Mostrou-se melhor que qualquer outro método para testar os corações que já batem fora do ritmo.

Bastou um simples telefonema (alguns aparelhos ainda têm esta função) da secretária presencial doméstica.

A duração do exame é o tempo de deslocamento entre o local onde os afazeres ficam para depois, a casa,  e a leitura do documento deixado em  domicílio, pelo Ministério Público.

Uma notificação com prazo de cinco dias para comparecer à Promotoria de Canguaretama, e prestar esclarecimentos.

Assunto: investigação criminal com o objetivo de averiguar ilicitude na compra e venda de fazenda em Sagi, em que um senhor, de longo nome espanhol,  e o ex-secretário estadual de saúde, estariam firmando “transações suspeitas”.

Nome e endereço do ex, conferidos.

Qualificação, idem. Que do cargo ocupado por 1/69 dos anos vividos, ninguém consegue tirar a inhaca.

Local da ocorrência, conhecido em viagem de lazer.

Há bons vint’anos, em passeio pela beira-mar, de buggy, até a boca do Guaju.

Nenhuma recordação se as terras eram agricultáveis ou serviam para criação de zebuínos.

Só relatos de uns índios tabajaras por perto.

Do vendedor (ou comprador), nem a menor e vaga lembrança.

A memória claudica.

Em busca do elo perdido, qualquer maneira de achar, vale a pena.

Consulta ao fichário da clínica, com muitos estrangeiros, quedou sem registro.

Uma hackeada pelo Google, e surge homônimo, como parte de processo na Justiça Federal envolvendo questões e rolos de loteamentos.
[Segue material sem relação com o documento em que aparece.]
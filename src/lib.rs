//! Quillpad - a small server-rendered blog
//!
//! Users, posts with an optional image, tags, comments and an admin role,
//! served as HTML pages over axum and stored in SQLite.

pub mod config;
pub mod db;
pub mod models;
pub mod services;
pub mod web;
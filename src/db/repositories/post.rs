//! Post repository

use anyhow::{Context, Result};
use chrono::Utc;
use sqlx::{sqlite::SqliteRow, Row, SqliteConnection};

use crate::models::{ListParams, PagedResult, Post};

const POST_COLUMNS: &str = "p.id, p.title, p.content, p.author_id, p.file_name, p.created_at, p.updated_at";

pub async fn create(
    conn: &mut SqliteConnection,
    title: &str,
    content: &str,
    author_id: i64,
    file_name: Option<&str>,
) -> Result<Post> {
    let now = Utc::now();

    let result = sqlx::query(
        r#"
        INSERT INTO posts (title, content, author_id, file_name, created_at, updated_at)
        VALUES (?, ?, ?, ?, ?, ?)
        "#,
    )
    .bind(title)
    .bind(content)
    .bind(author_id)
    .bind(file_name)
    .bind(now)
    .bind(now)
    .execute(&mut *conn)
    .await
    .context("Failed to create post")?;

    Ok(Post {
        id: result.last_insert_rowid(),
        title: title.to_string(),
        content: content.to_string(),
        author_id,
        file_name: file_name.map(str::to_string),
        created_at: now,
        updated_at: now,
    })
}

pub async fn get_by_id(conn: &mut SqliteConnection, id: i64) -> Result<Option<Post>> {
    let row = sqlx::query(&format!("SELECT {POST_COLUMNS} FROM posts p WHERE p.id = ?"))
        .bind(id)
        .fetch_optional(&mut *conn)
        .await
        .context("Failed to get post by ID")?;

    row.map(|r| row_to_post(&r)).transpose()
}

/// Newest first
pub async fn list(conn: &mut SqliteConnection, params: &ListParams) -> Result<PagedResult<Post>> {
    let total: i64 = sqlx::query_scalar("SELECT COUNT(*) FROM posts")
        .fetch_one(&mut *conn)
        .await
        .context("Failed to count posts")?;

    let rows = sqlx::query(&format!(
        "SELECT {POST_COLUMNS} FROM posts p ORDER BY p.created_at DESC, p.id DESC LIMIT ? OFFSET ?"
    ))
    .bind(params.limit())
    .bind(params.offset())
    .fetch_all(&mut *conn)
    .await
    .context("Failed to list posts")?;

    let posts = rows.iter().map(row_to_post).collect::<Result<Vec<_>>>()?;
    Ok(PagedResult::new(posts, total, params))
}

/// Posts associated with a tag, following `tags_posts`
pub async fn list_by_tag(
    conn: &mut SqliteConnection,
    tag_id: i64,
    params: &ListParams,
) -> Result<PagedResult<Post>> {
    let total: i64 = sqlx::query_scalar(
        r#"
        SELECT COUNT(DISTINCT p.id)
        FROM posts p
        INNER JOIN tags_posts tp ON tp.post_id = p.id
        WHERE tp.tag_id = ?
        "#,
    )
    .bind(tag_id)
    .fetch_one(&mut *conn)
    .await
    .context("Failed to count posts by tag")?;

    let rows = sqlx::query(&format!(
        r#"
        SELECT DISTINCT {POST_COLUMNS}
        FROM posts p
        INNER JOIN tags_posts tp ON tp.post_id = p.id
        WHERE tp.tag_id = ?
        ORDER BY p.created_at DESC, p.id DESC
        LIMIT ? OFFSET ?
        "#
    ))
    .bind(tag_id)
    .bind(params.limit())
    .bind(params.offset())
    .fetch_all(&mut *conn)
    .await
    .context("Failed to list posts by tag")?;

    let posts = rows.iter().map(row_to_post).collect::<Result<Vec<_>>>()?;
    Ok(PagedResult::new(posts, total, params))
}

/// Write title, content and file name, bumping `updated_at`
pub async fn update(conn: &mut SqliteConnection, post: &Post) -> Result<Post> {
    let now = Utc::now();

    sqlx::query(
        r#"
        UPDATE posts
        SET title = ?, content = ?, file_name = ?, updated_at = ?
        WHERE id = ?
        "#,
    )
    .bind(&post.title)
    .bind(&post.content)
    .bind(&post.file_name)
    .bind(now)
    .bind(post.id)
    .execute(&mut *conn)
    .await
    .context("Failed to update post")?;

    let mut updated = post.clone();
    updated.updated_at = now;
    Ok(updated)
}

/// Returns `false` when no row matched
pub async fn delete(conn: &mut SqliteConnection, id: i64) -> Result<bool> {
    let result = sqlx::query("DELETE FROM posts WHERE id = ?")
        .bind(id)
        .execute(&mut *conn)
        .await
        .context("Failed to delete post")?;

    Ok(result.rows_affected() > 0)
}

/// Number of posts whose stored image is `file_name`
pub async fn count_by_file_name(conn: &mut SqliteConnection, file_name: &str) -> Result<i64> {
    sqlx::query_scalar("SELECT COUNT(*) FROM posts WHERE file_name = ?")
        .bind(file_name)
        .fetch_one(&mut *conn)
        .await
        .context("Failed to count posts by file name")
}

fn row_to_post(row: &SqliteRow) -> Result<Post> {
    Ok(Post {
        id: row.try_get("id")?,
        title: row.try_get("title")?,
        content: row.try_get("content")?,
        author_id: row.try_get("author_id")?,
        file_name: row.try_get("file_name")?,
        created_at: row.try_get("created_at")?,
        updated_at: row.try_get("updated_at")?,
    })
}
Seguindo a pista, qual um greenwald caboclo, talvez fosse o ibérico, um vizinho ainda não apresentado. Sempre há um rastro. Vai ver, deram o endereço do gringo com o número da casa, trocado.

Debalde.

Ou sabe-se lá, em alguma carraspana na Barra do Cunhaú, embriagado de súbita riqueza, pudesse ter botado preço em alguma ganaderia por perto.

Até mesmo um anúncio fúnebre de quatro anos atrás, em Larrabetzu, província de Biscaia, País Basco, foi encontrado.

Outro Dom José Ignácio com tantos outros múltiplos apellidos iguaizinhos?

Em tempos de domínio do fato, tudo é possível.

Até comprar propriedade de defunto.

Com as informações recolhidas, as providências práticas para a audiência.

Pilates e agenda de trabalho de quase aposentado, cancelados.

Companhia para a viagem, acertada com sobrinho (de verdade).

Num rasgo de lucidez, refletindo como um Mané, a constatacão.

– Sou casado mas não me chamo Joaquim. Nem moro em Niterói.

Um respeitoso ofício eletrônico solicitando a transferência da oitiva para a capital, deu resultado.

No reply :

“Em verificação ao procedimento, analisando folha por folha, percebemos que realmente houve um infeliz equívoco e que a notificação era para outra pessoa, não havendo nos autos menção sobre o seu nome. Pedimos desculpas pelo incômodo e informamos que pode desconsiderar a notificação.”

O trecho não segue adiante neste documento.